Lincolnshire

Dog 'left for dead' by illegal hare coursers

Red the lurcher Image copyright RSPCA
Image caption Red was found by passers by and has since had an operation to amputate his left leg

A lurcher-type dog has had his leg amputated after being left for dead by hare coursers down a country lane in Lincolnshire, the RSPCA has said.

The male dog - who was found with a broken leg - was tied to a bush with baler twine in such a way that he was unable to lie down.

This meant he was at risk of strangling himself, the charity said.

Red - as he has since been called - was spotted by passers-by in a remote lane in Frampton West, near Boston.

'So-called sport'

Insp Becky Harper said: "He was tied with such a short piece of twine that he was forced to stand, even with his injuries, or he would have been at risk of strangling himself."

She said: "This is a very rural area so he was very lucky to have been found."

Red was abandoned earlier this month, but the RSPCA has now launched an appeal for information which may help trace those responsible.

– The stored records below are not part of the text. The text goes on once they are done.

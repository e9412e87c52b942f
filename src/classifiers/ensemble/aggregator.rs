use crate::classifiers::ensemble::{ConfigError, StackingAggregator, VotingStrategy};
use crate::classifiers::{Classifier, predicted_class};
use crate::core::instance_header::InstanceHeader;
use crate::core::instances::Instance;
use std::sync::Arc;
use tracing::trace;

/// Divides every score by the vector's sum. A zero sum leaves the vector as is.
pub fn normalize(votes: &[f64]) -> Vec<f64> {
    let sum: f64 = votes.iter().sum();
    if sum == 0.0 {
        return votes.to_vec();
    }
    votes.iter().map(|v| v / sum).collect()
}

/// Normalised distribution of one member's votes, padded to `num_classes`.
///
/// `None` when the vote is malformed: empty, longer than the target domain,
/// negative or non-finite, or summing to zero. Such votes count for nothing.
pub(crate) fn member_distribution(votes: &[f64], num_classes: usize) -> Option<Vec<f64>> {
    if votes.is_empty() || votes.len() > num_classes {
        return None;
    }
    if votes.iter().any(|v| !v.is_finite() || *v < 0.0) {
        return None;
    }
    let mut dist = normalize(votes);
    if dist.iter().sum::<f64>() == 0.0 {
        return None;
    }
    dist.resize(num_classes, 0.0);
    Some(dist)
}

/// Per-call class → score tally.
#[derive(Clone, Debug, Default)]
pub struct VoteAccumulator {
    scores: Vec<f64>,
}

impl VoteAccumulator {
    pub fn new(num_classes: usize) -> Self {
        Self {
            scores: vec![0.0; num_classes],
        }
    }

    pub fn add(&mut self, class: usize, mass: f64) {
        if class >= self.scores.len() {
            self.scores.resize(class + 1, 0.0);
        }
        self.scores[class] += mass;
    }

    pub fn add_distribution(&mut self, dist: &[f64], weight: f64) {
        for (class, p) in dist.iter().enumerate() {
            self.add(class, p * weight);
        }
    }

    pub fn total(&self) -> f64 {
        self.scores.iter().sum()
    }

    pub fn into_votes(self) -> Vec<f64> {
        self.scores
    }
}

/// Everything a strategy may look at for one instance.
pub struct VoteContext<'a> {
    pub instance: &'a dyn Instance,
    /// Raw votes of every pool member, by pool index.
    pub member_votes: &'a [Vec<f64>],
    pub active: &'a [usize],
    pub fitness: &'a [f64],
    pub num_classes: usize,
}

impl VoteContext<'_> {
    fn active_distributions(&self) -> impl Iterator<Item = (usize, Vec<f64>)> + '_ {
        self.active.iter().filter_map(|&i| {
            let votes = self.member_votes.get(i)?;
            match member_distribution(votes, self.num_classes) {
                Some(dist) => Some((i, dist)),
                None => {
                    trace!(learner = i, len = votes.len(), "ignoring malformed vote");
                    None
                }
            }
        })
    }
}

/// One unit vote per active member for its arg-max class.
pub(crate) fn majority(ctx: &VoteContext<'_>) -> Vec<f64> {
    let mut acc = VoteAccumulator::new(ctx.num_classes);
    for (_, dist) in ctx.active_distributions() {
        if let Some(class) = predicted_class(&dist) {
            acc.add(class, 1.0);
        }
    }
    acc.into_votes()
}

pub enum Aggregator {
    Majority,
    Weighted { use_fitness_weights: bool },
    Stacking(Box<StackingAggregator>),
}

impl Aggregator {
    /// `meta` is only invoked for the stacking strategy.
    pub fn new(strategy: VotingStrategy, meta: impl FnOnce() -> Box<dyn Classifier>) -> Self {
        match strategy {
            VotingStrategy::Majority => Aggregator::Majority,
            VotingStrategy::Weighted {
                use_fitness_weights,
            } => Aggregator::Weighted {
                use_fitness_weights,
            },
            VotingStrategy::Stacking { cascade_features } => {
                Aggregator::Stacking(Box::new(StackingAggregator::new(meta(), cascade_features)))
            }
        }
    }

    pub fn set_model_context(
        &mut self,
        header: &Arc<InstanceHeader>,
        pool_size: usize,
    ) -> Result<(), ConfigError> {
        match self {
            Aggregator::Stacking(s) => s.set_model_context(header, pool_size),
            _ => Ok(()),
        }
    }

    pub fn combine(&self, ctx: &VoteContext<'_>) -> Vec<f64> {
        match self {
            Aggregator::Majority => majority(ctx),
            Aggregator::Weighted {
                use_fitness_weights,
            } => {
                let mut acc = VoteAccumulator::new(ctx.num_classes);
                for (i, dist) in ctx.active_distributions() {
                    let weight = if *use_fitness_weights {
                        ctx.fitness.get(i).copied().unwrap_or(0.0)
                    } else {
                        1.0
                    };
                    acc.add_distribution(&dist, weight);
                }
                acc.into_votes()
            }
            Aggregator::Stacking(s) => s.combine(ctx),
        }
    }

    /// Lets trainable strategies learn from a labelled instance.
    pub fn learn(&mut self, ctx: &VoteContext<'_>) {
        if let Aggregator::Stacking(s) = self {
            s.learn(ctx);
        }
    }

    pub fn reset(&mut self) {
        if let Aggregator::Stacking(s) = self {
            s.reset();
        }
    }
}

Ms Harper said: "Abandoning any animal is the wrong thing to do, but abandoning an animal in this way was really despicable."

"We have been told that there were hare coursers in the area that night, and given the breed of dog Red is, we believe he may be yet another victim of this cruel so-called sport," she added.

Red is described as a smooth coated lurcher, and is approximately 18-months-old.

Lincolnshire is one of the most targeted areas of the country for coursers - Police in the county dealt with 2,000 calls during the 2015-16 hare coursing season.

The force has described the coursers as the "scourge of rural England", and said it was doing everything within its power to deal with those involved.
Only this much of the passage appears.